The first insight reveals why a most significant pillar supporting the assumptions made by the Brexiteers in their negotiations with the EU – that because the Europeans run a substantial trade surplus with the UK, they need a free trade deal more than us – was unsound. The UK will simply never buy enough Airbus aircraft to equal the value of all those high-technology jobs to the economies of Munich or Barcelona (apparently the front runners to take the wing manufacturing currently done at Broughton and Filton). Brexit, by forcing the onshoring to the Single Market of whole supply chains, represents a significant gain to the EU, for which no realistic amount of regulatory under-cutting or exchange rate devaluation will be capable of compensating.
The second demonstrates that only really dramatic measures can hope to make any real impact upon the deep North-South divide in England. As the consequences of Brexit unfold, the south of England will be hit by the loss of earning capacity in London and its commuter hinterland from the progressive erosion of the capital’s status as an international financial services centre. But the North will be hit worse, with wide losses in its manufacturing capacity, exacerbated by the greater inflexibility of its labour market and the national fiscal squeeze from lower overall tax revenues. The North-South divide in England undoubtedly played a significant part in the outcome of the 2016 referendum, which was at least as much a cry of northern rage against the undoubted indifference of London as it was against the imaginary interference of Brussels. But the notion that any government genuinely committed to ameliorating the problem would regard Brexit as part of the solution is complete fantasy. Brexit will make it worse.
The third came from recalling Lord Kinnock’s seminal speech to the 1985 Labour Party Conference, in which he condemned Mr Hatton’s conduct in Liverpool with the ringing conclusion:
“I’ll tell you what happens with impossible promises. You start with far-fetched resolutions. They are then pickled into a rigid dogma, a code, and you go through the years sticking to that out-dated, misplaced, irrelevant to the real needs, and you end in the grotesque chaos of a Labour council, a Labour council, hiring taxis to scuttle round its city handing out redundancy notices to its own workers.”
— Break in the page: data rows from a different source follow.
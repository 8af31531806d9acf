use lazy_static::lazy_static;
use std::sync::atomic::{AtomicBool, Ordering};
use tracing::Level;
use tracing_subscriber::{EnvFilter, filter::Directive, prelude::*};
use tracing_timing::{Builder, Histogram};
use std::collections::HashMap;
use std::sync::Arc;
use parking_lot::RwLock;
use std::time::{Duration, Instant};
use std::cell::RefCell;

use crate::error::{GeoSafeError, Result};

// Histogram range: 1ns to 60s, 3 significant figures
const HISTOGRAM_MAX_NS: u64 = 60_000_000_000;
const HISTOGRAM_SIGFIG: u8 = 3;

// Define categories for different types of operations
#[derive(Hash, Eq, PartialEq, Clone, Debug)]
pub enum OperationCategory {
    PathScan,
    SpeedAdvice,
    BatchAnalysis,
    FileIO {
        subcategory: FileIOType,
    },
    Other,
}

#[derive(Hash, Eq, PartialEq, Clone, Debug)]
pub enum FileIOType {
    PathLoad,
    ConfigLoad,
    ReportSave,
}

impl OperationCategory {
    pub fn as_str(&self) -> String {
        match self {
            OperationCategory::PathScan => "Path Scan".to_string(),
            OperationCategory::SpeedAdvice => "Speed Advice".to_string(),
            OperationCategory::BatchAnalysis => "Batch Analysis".to_string(),
            OperationCategory::FileIO { subcategory } => {
                format!("File I/O - {}", match subcategory {
                    FileIOType::PathLoad => "Path Load",
                    FileIOType::ConfigLoad => "Config Load",
                    FileIOType::ReportSave => "Report Save",
                })
            },
            OperationCategory::Other => "Other Operations".to_string(),
        }
    }
}

thread_local! {
    static TIMING_STACK: RefCell<Vec<String>> = const { RefCell::new(Vec::new()) };
}

lazy_static! {
    static ref TIMING_ENABLED: AtomicBool = AtomicBool::new(false);
    static ref FUNCTION_TIMINGS: Arc<RwLock<HashMap<String, Histogram<u64>>>> = Arc::new(RwLock::new(HashMap::new()));
    static ref CATEGORY_TIMINGS: Arc<RwLock<HashMap<OperationCategory, Histogram<u64>>>> = Arc::new(RwLock::new(HashMap::new()));
    static ref HIERARCHICAL_TIMINGS: Arc<RwLock<HashMap<String, (Duration, usize, Vec<String>)>>> = Arc::new(RwLock::new(HashMap::new()));
}

/// Records the elapsed time of a scope when dropped, if timing is enabled.
pub struct TimingGuard {
    function_name: &'static str,
    category: OperationCategory,
    start: Instant,
    active: bool,
}

impl Drop for TimingGuard {
    fn drop(&mut self) {
        if self.active {
            record_timing_end(self.function_name, self.start.elapsed(), &self.category);
        }
    }
}

pub fn start_timing(function_name: &'static str, category: OperationCategory) -> TimingGuard {
    let active = is_timing_enabled();
    if active {
        TIMING_STACK.with(|stack| stack.borrow_mut().push(function_name.to_string()));
    }

    TimingGuard {
        function_name,
        category,
        start: Instant::now(),
        active,
    }
}

fn new_histogram() -> Option<Histogram<u64>> {
    Histogram::<u64>::new_with_bounds(1, HISTOGRAM_MAX_NS, HISTOGRAM_SIGFIG).ok()
}

fn record_timing_end(function_name: &str, duration: Duration, category: &OperationCategory) {
    let duration_ns = duration.as_nanos() as u64;

    // Pop from timing stack and attribute to the caller
    TIMING_STACK.with(|stack| {
        let mut stack = stack.borrow_mut();
        if stack.pop().is_some() {
            let mut hierarchical = HIERARCHICAL_TIMINGS.write();
            let entry = hierarchical
                .entry(function_name.to_string())
                .or_insert((Duration::from_nanos(0), 0, Vec::new()));

            entry.0 += duration;
            entry.1 += 1;

            if let Some(parent_name) = stack.last() {
                if !entry.2.contains(parent_name) {
                    entry.2.push(parent_name.clone());
                }
            }
        }
    });

    // Record function-specific timing
    {
        let mut timings = FUNCTION_TIMINGS.write();
        if !timings.contains_key(function_name) {
            if let Some(histogram) = new_histogram() {
                timings.insert(function_name.to_string(), histogram);
            }
        }
        if let Some(histogram) = timings.get_mut(function_name) {
            let _ = histogram.record(duration_ns);
        }
    }

    // Record category timing
    {
        let mut category_timings = CATEGORY_TIMINGS.write();
        if !category_timings.contains_key(category) {
            if let Some(histogram) = new_histogram() {
                category_timings.insert(category.clone(), histogram);
            }
        }
        if let Some(histogram) = category_timings.get_mut(category) {
            let _ = histogram.record(duration_ns);
        }
    }
}

pub fn init_logging(enable_timing: bool) -> Result<()> {
    TIMING_ENABLED.store(enable_timing, Ordering::SeqCst);

    let crate_directive: Directive = "geosafe=debug"
        .parse()
        .map_err(|e| GeoSafeError::Logging(format!("bad filter directive: {}", e)))?;
    let env_filter = EnvFilter::from_default_env()
        .add_directive(Level::INFO.into())
        .add_directive(crate_directive);

    let result = if enable_timing {
        let timing_layer = Builder::default().layer(|| {
            Histogram::<u64>::new_with_bounds(1, HISTOGRAM_MAX_NS, HISTOGRAM_SIGFIG)
                .expect("constant histogram bounds are valid")
        });

        let subscriber = tracing_subscriber::registry()
            .with(env_filter)
            .with(tracing_subscriber::fmt::layer().pretty())
            .with(timing_layer.boxed());

        tracing::subscriber::set_global_default(subscriber)
    } else {
        let subscriber = tracing_subscriber::registry()
            .with(env_filter)
            .with(tracing_subscriber::fmt::layer().pretty());

        tracing::subscriber::set_global_default(subscriber)
    };

    result.map_err(|e| GeoSafeError::Logging(e.to_string()))
}

pub fn set_timing_enabled(enabled: bool) {
    TIMING_ENABLED.store(enabled, Ordering::SeqCst);
}

pub fn is_timing_enabled() -> bool {
    TIMING_ENABLED.load(Ordering::SeqCst)
}

/// Number of recorded calls for `function_name`, if any were timed.
pub fn recorded_calls(function_name: &str) -> Option<u64> {
    FUNCTION_TIMINGS.read().get(function_name).map(|h| h.len())
}

pub fn print_timing_report() {
    if !is_timing_enabled() {
        return;
    }

    println!("\nDetailed Performance Report");
    println!("==========================");

    println!("\nHierarchical Timing Analysis:");
    println!("---------------------------");
    let hierarchical = HIERARCHICAL_TIMINGS.read();
    let mut entries: Vec<_> = hierarchical.iter().collect();
    entries.sort_by(|a, b| b.1.0.cmp(&a.1.0));

    for (function_name, (total_duration, count, parents)) in entries {
        let avg_duration = total_duration.div_f64(*count as f64);
        println!(
            "{}: total={:.3}s, count={}, avg={:.3}ms{}",
            function_name,
            total_duration.as_secs_f64(),
            count,
            avg_duration.as_secs_f64() * 1000.0,
            if !parents.is_empty() {
                format!("\n  Called by: {}", parents.join(", "))
            } else {
                String::new()
            }
        );
    }

    println!("\nPerformance by Category:");
    println!("------------------------");
    let category_timings = CATEGORY_TIMINGS.read();
    let mut category_vec: Vec<_> = category_timings.iter().collect();
    category_vec.sort_by(|a, b| {
        b.1.mean().partial_cmp(&a.1.mean()).unwrap_or(std::cmp::Ordering::Equal)
    });

    let total_time: f64 = category_vec.iter()
        .map(|(_, hist)| hist.mean() * (hist.len() as f64))
        .sum();

    for (category, histogram) in category_vec {
        let category_total = histogram.mean() * (histogram.len() as f64);
        let percentage = if total_time > 0.0 { (category_total / total_time) * 100.0 } else { 0.0 };
        println!(
            "{}: {:.1}% of total time\n  mean={:.3}ms, p95={:.3}ms, p99={:.3}ms, count={}",
            category.as_str(),
            percentage,
            histogram.mean() / 1_000_000.0,
            histogram.value_at_quantile(0.95) as f64 / 1_000_000.0,
            histogram.value_at_quantile(0.99) as f64 / 1_000_000.0,
            histogram.len(),
        );
    }

    println!("==========================\n");
}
It is impossible not to see a parallel with today’s grotesque chaos of a Conservative government, a Conservative government, urging businesses to consult a web site on the preparations they must make for the fundamental change to their operations entailed by its Brexit policy, the final form of which it has so far failed to set, less than a fortnight before those changes are due to come into effect.
Of course, it was not really Kinnock’s stand that caused the decisive defeat of Militant, but the fall of the Berlin Wall. Which brings me to another relief I have found for the present impasse over Europe (and indeed perhaps even more the continuing Covid crisis): re-reading “Im Westen nichts Neues”, Erich Maria Remarque’s classic First World War novel, its title, literally “In the West nothing new”, taken from the standard official German High Command communiques from the long periods of inactivity and immobility which characterised the conflict on that front, in contrast to the more active and mobile battles in the East. Its epic evocation of the combination of boredom and terror, within an endeavour which became daily more meaningless, and more destructive, gives some perspective, and thus comfort.
For the events of the Eastern Front in the First World War, rather than those in the West, were the ones which proved truly historically decisive for Europe’s destiny: above all in the creation of the Soviet Union. Just so it is the accelerated shift of power and influence from the West to the East and the further rise of China, which I fear will be the primary legacy of Covid: and the challenge that represents is surely the most profound reason for condemning Brexit, and will most likely cause its eventual defeat.